During the summer of 2016, I decided I wanted to apply to become a teen volunteer at Texas Children’s Hospital. About five years ago, my sister volunteered as a teen during the summer program and loved it. We like most of the same things, so that was when I knew it was something I wanted to do. At the end of school last year, I remembered and put it in my calendar. I checked weekly for updates until the sign-up came out. Applying was almost a scary process. There were only 25 spots open just to get into the meeting and it did not guarantee you a spot. Luckily, I watched it closely all day and was one of the first ones signed up. The meeting was informational; it taught you the ins and outs of the hospital and what to do in emergency situations. We also selected a few placements that we thought would interest us. After that, we waited about a week to see if we were officially selected to be part of the program.
My favorite part about being a teen volunteer is getting to make a child’s day better just by doing little things. The satisfaction of making someone who is sick feel better is an indescribable feeling. I do the fun cart, which brings a variety of small toys for kids to pick from and keep. There have been times where it was obvious it was not a great day for the patient or they were not feeling well, and when we would show up their eyes would get big and they were very eager to see what was on the cart that day.
From being a teen volunteer, I have learned to be thankful for the things you have, that you are healthy, and when you are healthy to give back. Giving back is the most important thing because when a child or anyone is sick and are not having the greatest day, trying to make them feel better is a great feeling. I personally believe volunteering at the hospital has made me a better person. I am more aware of things and have learned to be more compassionate towards others. It has also helped me to be less shy and more open. With the job that I do, I go door to door and talk to kids, and/or family members, asking them if they would like anything and then help them pick something out. I have also learned to be a role model for others. Once people see the impact you have made on someone else’s life, they might feel that it is something they would want to do.

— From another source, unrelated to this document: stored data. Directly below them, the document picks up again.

//! Bar module - the capacity-limited holding area
//!
//! Selected pieces land here and are kept grouped by type. Once any type
//! reaches three pieces, every piece of that type is removed. Exceeding
//! capacity is a terminal loss signal, never a silent truncation.

use arrayvec::ArrayVec;

use crate::core::deck::Piece;
use crate::types::{PieceType, BAR_CAPACITY_LIMIT};

/// Pieces of one type required to trigger a match
const MATCH_THRESHOLD: usize = 3;

/// Result of offering a piece to the bar
#[derive(Debug, Clone, Copy, PartialEq, Eq)]
pub enum BarOutcome {
    Accepted,
    /// The bar was already at capacity; the caller must end the session
    Overflow,
}

/// The holding area collecting selected pieces awaiting a match.
#[derive(Debug, Clone, PartialEq)]
pub struct Bar {
    pieces: ArrayVec<Piece, BAR_CAPACITY_LIMIT>,
    capacity: usize,
}

impl Bar {
    pub fn new(capacity: usize) -> Self {
        Self {
            pieces: ArrayVec::new(),
            capacity: capacity.min(BAR_CAPACITY_LIMIT),
        }
    }

    pub fn capacity(&self) -> usize {
        self.capacity
    }

    pub fn len(&self) -> usize {
        self.pieces.len()
    }

    pub fn is_empty(&self) -> bool {
        self.pieces.is_empty()
    }

    pub fn is_full(&self) -> bool {
        self.pieces.len() >= self.capacity
    }

    /// Pieces in grouped order (sorted by type, arrival order within a type)
    pub fn pieces(&self) -> &[Piece] {
        &self.pieces
    }

    pub fn count_of(&self, kind: PieceType) -> usize {
        self.pieces.iter().filter(|p| p.kind == kind).count()
    }

    /// Append a piece and regroup by type, or report overflow.
    ///
    /// On overflow the piece is dropped without being appended; the caller
    /// treats this as the end of the session, so the bar never holds more
    /// than `capacity` pieces.
    pub fn receive(&mut self, piece: Piece) -> BarOutcome {
        if self.is_full() {
            return BarOutcome::Overflow;
        }
        self.pieces.push(piece);
        // Stable sort keeps same-type pieces grouped in arrival order.
        self.pieces.sort_by_key(|p| p.kind.index());
        BarOutcome::Accepted
    }

    /// Clear the first type holding three or more pieces.
    ///
    /// Types are scanned in ascending type order and every piece of the
    /// matched type is removed, not just three. At most one type is matched
    /// per call even when several qualify; this single-match-per-insertion
    /// behavior is intentional.
    pub fn auto_match(&mut self) -> Option<PieceType> {
        let mut counts = [0usize; PieceType::COUNT];
        for piece in &self.pieces {
            counts[piece.kind.index()] += 1;
        }

        let kind = PieceType::ALL
            .into_iter()
            .find(|k| counts[k.index()] >= MATCH_THRESHOLD)?;
        self.pieces.retain(|p| p.kind != kind);
        Some(kind)
    }
}

#[cfg(test)]
mod tests {
    use super::*;

    fn piece(id: u32, kind: PieceType) -> Piece {
        Piece::new(id, kind)
    }

    #[test]
    fn test_new_bar_is_empty() {
        let bar = Bar::new(7);
        assert!(bar.is_empty());
        assert!(!bar.is_full());
        assert_eq!(bar.capacity(), 7);
    }

    #[test]
    fn test_capacity_clamped_to_storage_limit() {
        let bar = Bar::new(999);
        assert_eq!(bar.capacity(), BAR_CAPACITY_LIMIT);
    }

    #[test]
    fn test_receive_groups_by_type() {
        let mut bar = Bar::new(7);
        bar.receive(piece(0, PieceType::C));
        bar.receive(piece(1, PieceType::A));
        bar.receive(piece(2, PieceType::B));
        bar.receive(piece(3, PieceType::A));

        let kinds: Vec<PieceType> = bar.pieces().iter().map(|p| p.kind).collect();
        assert_eq!(
            kinds,
            vec![PieceType::A, PieceType::A, PieceType::B, PieceType::C]
        );
    }

    #[test]
    fn test_grouping_is_stable_within_a_type() {
        let mut bar = Bar::new(7);
        bar.receive(piece(10, PieceType::A));
        bar.receive(piece(20, PieceType::B));
        bar.receive(piece(11, PieceType::A));

        let a_ids: Vec<u32> = bar
            .pieces()
            .iter()
            .filter(|p| p.kind == PieceType::A)
            .map(|p| p.id)
            .collect();
        assert_eq!(a_ids, vec![10, 11]);
    }

    #[test]
    fn test_receive_beyond_capacity_overflows_without_appending() {
        let mut bar = Bar::new(2);
        assert_eq!(bar.receive(piece(0, PieceType::A)), BarOutcome::Accepted);
        assert_eq!(bar.receive(piece(1, PieceType::B)), BarOutcome::Accepted);

        assert_eq!(bar.receive(piece(2, PieceType::C)), BarOutcome::Overflow);
        assert_eq!(bar.len(), 2);
    }

    #[test]
    fn test_auto_match_clears_every_piece_of_the_type() {
        let mut bar = Bar::new(7);
        for (id, kind) in [
            (0, PieceType::A),
            (1, PieceType::B),
            (2, PieceType::A),
            (3, PieceType::C),
            (4, PieceType::A),
        ] {
            assert_eq!(bar.receive(piece(id, kind)), BarOutcome::Accepted);
        }

        assert_eq!(bar.auto_match(), Some(PieceType::A));
        let kinds: Vec<PieceType> = bar.pieces().iter().map(|p| p.kind).collect();
        assert_eq!(kinds, vec![PieceType::B, PieceType::C]);
    }

    #[test]
    fn test_auto_match_below_threshold_is_none() {
        let mut bar = Bar::new(7);
        bar.receive(piece(0, PieceType::A));
        bar.receive(piece(1, PieceType::A));
        bar.receive(piece(2, PieceType::B));

        assert_eq!(bar.auto_match(), None);
        assert_eq!(bar.len(), 3);
    }

    #[test]
    fn test_auto_match_takes_one_type_per_call_in_ascending_order() {
        let mut bar = Bar::new(8);
        for (id, kind) in [
            (0, PieceType::D),
            (1, PieceType::D),
            (2, PieceType::D),
            (3, PieceType::B),
            (4, PieceType::B),
            (5, PieceType::B),
        ] {
            bar.receive(piece(id, kind));
        }

        // Both B and D qualify; the ascending scan clears B first.
        assert_eq!(bar.auto_match(), Some(PieceType::B));
        assert_eq!(bar.count_of(PieceType::D), 3);

        assert_eq!(bar.auto_match(), Some(PieceType::D));
        assert!(bar.is_empty());
    }

    #[test]
    fn test_auto_match_clears_more_than_three_if_accumulated() {
        // A fourth piece of a type can accumulate when a different type's
        // insertion triggered the earlier scans.
        let mut bar = Bar::new(8);
        for id in 0..4 {
            bar.receive(piece(id, PieceType::E));
        }

        assert_eq!(bar.auto_match(), Some(PieceType::E));
        assert_eq!(bar.count_of(PieceType::E), 0);
        assert!(bar.is_empty());
    }
}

The most difficult part about being a teen volunteer is seeing sick children who are sad and just do not want to be there. I remember my first day I spent the whole ride home in tears thinking to myself no one should have to go through this, let alone a small helpless child who just wants to be at home and at school with friends. Another difficult thing to see is the same family multiple times. Being in the hospital does not only put stress on the children, but also the families. Some parents have to work during the day, so when I see someone who is alone in their room it makes me upset because I know if I were in their position I would need my parents there for comfort and support.
I am so thankful for this eye-opening experience these past few months. I intend to continue this program throughout the rest of my time in high school, and hope after college that I can continue volunteering as well.